**INSTRUCTIONS FOR THE TASK**
Beneath this instruction is a block of data; output from it exactly the lines that run from the one containing "let Some(channel) = self.connector.get_channel_within(timeout)?" through the one containing "let correlation_id = get_correlation_id();", inclusive.

Dataset excerpts:
[Start of section]

use super::{decode_reply, ensure_open, CallOptions, RouteTimeouts};
use crate::amqp::convenience::{request_properties, RpcPropertiesExt};
use crate::amqp::publish;
use crate::amqp::topology::declare_reply_queue;
use crate::connectors::Connector;
use crate::converter::{JsonConverter, MessageConverter};
use crate::correlation::{get_correlation_id, Reply, ReplyMultiplexer, ReplySource};
use crate::error::RpcError;
use crate::routing::RouteInfo;
use futures_util::StreamExt;
use lapin::options::BasicConsumeOptions;
use lapin::types::FieldTable;
use lapin::{Channel, ChannelState, Consumer};
use serde_json::Value;
use std::sync::Arc;
use std::time::{Duration, Instant};

/// Issue calls from blocking code.
///
/// All replies land in a single queue, `callback_queue`, consumed on a channel dedicated to
/// the client. Calls can be issued from several threads at once: each call occupies a pooled
/// channel until its reply arrives, so the channel pool bounds how many calls are in flight.
///
/// # Throughput
///
/// Only one caller at a time drains the callback queue, handing other callers' replies over
/// to them. Calls issued faster than they are answered queue up behind it.
///
/// # Example
///
/// ```rust,no_run
/// use carrot_rpc::amqp::configuration::{RabbitMqSettings, RpcSettings};
/// use carrot_rpc::clients::{CallOptions, RpcSyncClient};
/// use carrot_rpc::connectors::Connector;
/// use serde_json::json;
///
/// # fn run() -> Result<(), carrot_rpc::RpcError> {
/// let connector = Connector::new(&RabbitMqSettings::default(), RpcSettings::default())?;
/// let client = RpcSyncClient::new(connector)?;
///
/// let reply = client.rpc_call("echo", &json!({"msg": "hi"}), CallOptions::default())?;
/// assert_eq!(reply, Some(json!({"msg": "hi"})));
/// # Ok(())
/// # }
/// ```
pub struct RpcSyncClient {
    connector: Connector,
    converter: Arc<dyn MessageConverter>,
    callback_channel: Channel,
    callback_queue: String,
    replies: ReplyMultiplexer<CallbackConsumer>,
    route_timeouts: RouteTimeouts,
}

impl RpcSyncClient {
    /// Declare the callback queue and start consuming from it.
    pub fn new(connector: Connector) -> Result<Self, RpcError> {
        let callback_channel = connector.open_channel()?;
        let callback_queue = connector.block_on(declare_reply_queue(&callback_channel))?;
        let consumer = connector.block_on(callback_channel.basic_consume(
            &callback_queue,
            "",
            BasicConsumeOptions {
                no_ack: true,
                exclusive: true,
                ..BasicConsumeOptions::default()
            },
            FieldTable::default(),
        ))?;
        let replies = ReplyMultiplexer::new(CallbackConsumer {
            connector: connector.clone(),
            consumer,
        });

        Ok(Self {
            connector,
            converter: Arc::new(JsonConverter),
            callback_channel,
            callback_queue,
            replies,
            route_timeouts: RouteTimeouts::default(),
        })
    }

    /// Encode requests and decode replies with `converter`.
    /// It must match the converter used by the server.
    #[must_use]
    pub fn with_converter(mut self, converter: impl MessageConverter) -> Self {
        self.converter = Arc::new(converter);
        self
    }

    /// Honour the per-route default timeouts of the server's route table when a call does not
    /// specify its own timeout.
    #[must_use]
    pub fn with_route_timeouts(mut self, routes: impl IntoIterator<Item = RouteInfo>) -> Self {
        self.route_timeouts.extend(routes);
        self
    }

    /// The name of the queue replies are published to.
    pub fn callback_queue(&self) -> &str {
        &self.callback_queue
    }

    /// Call the method served on `queue_name` with `body`, blocking until the reply arrives.
    ///
    /// Returns `Ok(None)` if no reply arrived within the timeout - or if the reply could not
    /// be decoded. The timeout covers the whole call, including the wait for a pooled channel.
    /// Fails with [`RpcError::ChannelClosedByBroker`] if the broker closed the
    /// channel the request was published on.
    #[tracing::instrument(
        name = "rpc_call",
        skip(self, body, options),
        fields(correlation_id = tracing::field::Empty)
    )]
    pub fn rpc_call(
        &self,
        queue_name: &str,
        body: &Value,
        options: CallOptions,
    ) -> Result<Option<Value>, RpcError> {
        let timeout = self.route_timeouts.resolve(
            queue_name,
            &options,
            self.connector.settings().default_timeout(),
        )?;
        let payload = self.converter.encode(body).map_err(RpcError::Conversion)?;

        // Held until the reply arrives: the pool bounds the number of blocking calls.
        let deadline = Instant::now() + timeout;
        let Some(channel) = self.connector.get_channel_within(timeout)? else {
            return Ok(None);
        };

        let correlation_id = get_correlation_id();
        tracing::Span::current().record("correlation_id", correlation_id.as_str());
        self.replies.register(&correlation_id);

        let properties = request_properties(
            &correlation_id,
            &self.callback_queue,
            self.converter.content_type(),
            options.expiration.then_some(timeout),
        );
        let published = self.connector.block_on(publish(
            &channel,
            self.connector.setup().exchange_name(),
            queue_name,
            self.connector.publisher_confirms(),
            &payload,
            properties,
        ));
        if let Err(e) = published {
            self.replies.forget(&correlation_id);
            return Err(e);
        }

        let remaining = deadline.saturating_duration_since(Instant::now());
        match self.replies.wait_for(&correlation_id, remaining)? {
            Some(body) => Ok(decode_reply(self.converter.as_ref(), &body)),
            None => {
                ensure_open(&channel)?;
                Ok(None)
            }
        }
    }

    /// Stop consuming replies and close the callback channel.
    /// The broker deletes the callback queue.
    pub fn close(self) -> Result<(), RpcError> {
        self.connector.close_channel(self.callback_channel)
    }
}

/// The consumer of the callback queue, polled on the connector's runtime.
struct CallbackConsumer {
    connector: Connector,
    consumer: Consumer,
}

impl ReplySource for CallbackConsumer {
    type Error = RpcError;

    fn next_reply(&mut self, wait: Duration) -> Result<Option<Reply>, RpcError> {
        let consumer = &mut self.consumer;
        let next = self
            .connector
            .block_on(async move { tokio::time::timeout(wait, consumer.next()).await });
        match next {
            Err(_elapsed) => Ok(None),
            // The stream ends once the broker closed the channel or cancelled the consumer.
            Ok(None) => Err(RpcError::ChannelClosedByBroker(
                lapin::Error::InvalidChannelState(ChannelState::Closed),
            )),
            Ok(Some(Err(e))) => Err(e.into()),
            Ok(Some(Ok(delivery))) => Ok(Some(Reply {
                correlation_id: delivery.properties.correlation_id_str().map(str::to_owned),
                body: delivery.data,
            })),
        }
    }
}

[End of section]

**TASK RESULT**
        let Some(channel) = self.connector.get_channel_within(timeout)? else {
            return Ok(None);
        };

        let correlation_id = get_correlation_id();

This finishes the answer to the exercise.